Although it is commendable that Saul has concern for his father, as well as his father’s donkeys, it is shameful that he had no concern for the things of God.  He didn’t even know that there was a very well-known man of God in the city where he was.  Neither did he know that true prophets did not take money in exchange for their true words.  While he had a genuine concern for his own family, he seemed to have no concern for the family of God.

Tomorrow about this time I will send thee a man out of the land of Benjamin, and thou shalt anoint him to be captain over my people Israel, that he may save my people out of the hand of the Philistines: for I have looked upon my people, because their cry is come unto me.17 And when Samuel saw Saul, the Lord said unto him, Behold the man whom I spake to thee of! this same shall reign over my people.18 Then Saul drew near to Samuel in the gate, and said, Tell me, I pray thee, where the seer’s house is. ~1 Samuel 9:15-18

Samuel already knew Saul was coming.  So sensitive to God’s Word, Samuel had heard the Lord speak the day before Saul arrived and, again, just as Saul approached.

Notice how Samuel did not have to arrange the details of this meeting.  He didn’t have to go out looking for a king or schedule any duels among the fittest men.  He needed only to pray.  God alone providentially ordained this meeting and this man.

And Samuel answered Saul, and said, I am the seer: go up before me unto the high place; for ye shall eat with me today, and tomorrow I will let thee go, and will tell thee all that is in thine heart.20 And as for thine asses that were lost three days ago, set not thy mind on them; for they are found.

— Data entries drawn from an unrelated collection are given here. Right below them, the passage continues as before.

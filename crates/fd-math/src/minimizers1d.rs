//! Bounded 1D minimisers.
//!
//! Both routines are deterministic: given the same function, bracket and
//! tolerance they visit the same abscissae in the same order, so anything
//! built on top of them (grid axes in particular) is reproducible.

use fd_core::{
    errors::{Error, Result},
    Real,
};
use tracing::trace;

/// `(3 - √5) / 2`, the golden-section fraction.
const GOLDEN: Real = 0.381_966_011_250_105_1;

/// Result of a bounded minimisation.
#[derive(Debug, Clone, Copy, PartialEq)]
pub struct Minimum {
    /// Abscissa of the minimum.
    pub x: Real,
    /// Function value at `x`.
    pub value: Real,
    /// Number of iterations used.
    pub iterations: usize,
}

// ── Brent ─────────────────────────────────────────────────────────────────────

/// Brent's bounded minimiser on `[lo, hi]`.
///
/// Combines golden-section steps with successive parabolic interpolation.
/// Terminates when the bracket around the current best point is within
/// `x_tolerance` (plus a relative term of `√ε·|x|`).
pub fn brent_minimize<F>(
    f: F,
    lo: Real,
    hi: Real,
    x_tolerance: Real,
    max_iterations: usize,
) -> Result<Minimum>
where
    F: Fn(Real) -> Real,
{
    if !(lo < hi) {
        return Err(Error::Precondition(format!(
            "Brent minimiser: empty bracket [{lo}, {hi}]"
        )));
    }
    let sqrt_eps = f64::EPSILON.sqrt();
    let mut a = lo;
    let mut b = hi;

    let mut x = a + GOLDEN * (b - a);
    let mut w = x;
    let mut v = x;
    let mut fx = f(x);
    let mut fw = fx;
    let mut fv = fx;
    let mut d: Real = 0.0;
    let mut e: Real = 0.0;

    for iteration in 0..max_iterations {
        let xm = 0.5 * (a + b);
        let tol1 = sqrt_eps * x.abs() + x_tolerance / 3.0;
        let tol2 = 2.0 * tol1;
        if (x - xm).abs() <= tol2 - 0.5 * (b - a) {
            trace!(x, value = fx, iteration, "Brent minimiser converged");
            return Ok(Minimum {
                x,
                value: fx,
                iterations: iteration,
            });
        }

        let mut golden_step = true;
        if e.abs() > tol1 {
            // Trial parabolic fit through (v, w, x).
            let r = (x - w) * (fx - fv);
            let mut q = (x - v) * (fx - fw);
            let mut p = (x - v) * q - (x - w) * r;
            q = 2.0 * (q - r);
            if q > 0.0 {
                p = -p;
            }
            q = q.abs();
            let e_prev = e;
            e = d;
            if p.abs() < (0.5 * q * e_prev).abs() && p > q * (a - x) && p < q * (b - x) {
                d = p / q;
                let u = x + d;
                if (u - a) < tol2 || (b - u) < tol2 {
                    d = tol1.copysign(xm - x);
                }
                golden_step = false;
            }
        }
        if golden_step {
            e = if x >= xm { a - x } else { b - x };
            d = GOLDEN * e;
        }

        let u = if d.abs() >= tol1 {
            x + d
        } else {
            x + tol1.copysign(d)
        };
        let fu = f(u);

        if fu <= fx {
            if u >= x {
                a = x;
            } else {
                b = x;
            }
            v = w;
            fv = fw;
            w = x;
            fw = fx;
            x = u;
            fx = fu;
        } else {
            if u < x {
                a = u;
            } else {
                b = u;
            }
            if fu <= fw || w == x {
                v = w;
                fv = fw;
                w = u;
                fw = fu;
            } else if fu <= fv || v == x || v == w {
                v = u;
                fv = fu;
            }
        }
    }

    Err(Error::Runtime(format!(
        "Brent minimiser: maximum iterations ({max_iterations}) reached on [{lo}, {hi}]"
    )))
}

// ── Golden section ────────────────────────────────────────────────────────────

/// Plain golden-section search on `[lo, hi]`.
///
/// Slower than [`brent_minimize`] but makes no smoothness assumption at all;
/// each iteration shrinks the bracket by the golden ratio.
pub fn golden_section<F>(
    f: F,
    lo: Real,
    hi: Real,
    x_tolerance: Real,
    max_iterations: usize,
) -> Result<Minimum>
where
    F: Fn(Real) -> Real,
{
    if !(lo < hi) {
        return Err(Error::Precondition(format!(
            "golden section: empty bracket [{lo}, {hi}]"
        )));
    }
    let mut a = lo;
    let mut b = hi;
    let mut c = a + GOLDEN * (b - a);
    let mut d = b - GOLDEN * (b - a);
    let mut fc = f(c);
    let mut fd = f(d);

    for iteration in 0..max_iterations {
        if (b - a).abs() <= x_tolerance {
            let (x, value) = if fc <= fd { (c, fc) } else { (d, fd) };
            return Ok(Minimum {
                x,
                value,
                iterations: iteration,
            });
        }
        if fc <= fd {
            b = d;
            d = c;
            fd = fc;
            c = a + GOLDEN * (b - a);
            fc = f(c);
        } else {
            a = c;
            c = d;
            fc = fd;
            d = b - GOLDEN * (b - a);
            fd = f(d);
        }
    }

    Err(Error::Runtime(format!(
        "golden section: maximum iterations ({max_iterations}) reached on [{lo}, {hi}]"
    )))
}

And on whom is all the desire of Israel? Is it not on thee, and on all thy father’s house?21 And Saul answered and said, Am not I a Benjamite, of the smallest of the tribes of Israel? and my family the least of all the families of the tribe of Benjamin? wherefore then speakest thou so to me? ~1 Samuel 9:19-21

The first thing Samuel does is reassure Saul about his father’s lost donkeys.  He gives Saul a spoiler about what is about to take place.  Humbled, Saul begins to question what the meaning of this could possibly be.

This had to be quite a trip for Saul.  One minute he’s out looking for donkeys, the next he’s eating a choice meal and a prophet is reading his thoughts!

And as they were going down to the end of the city, Samuel said to Saul, Bid the servant pass on before us, (and he passed on), but stand thou still a while, that I may shew thee the word of God. ~1 Samuel 9:27

Samuel tells Saul to stop.  He bids him wait.  There is much more to tell.  The Word of God must be revealed to him thoroughly.

Don’t be an ass.  Seek leaders based on internal qualities, not external.  Be sensitive to God’s voice and leading in the process.  Remember that He ordains all men who rise to leadership – good or bad.  Urge those within your sphere of influence to stop and wait.  Reveal God’s Word thoroughly and make Him known among the nations.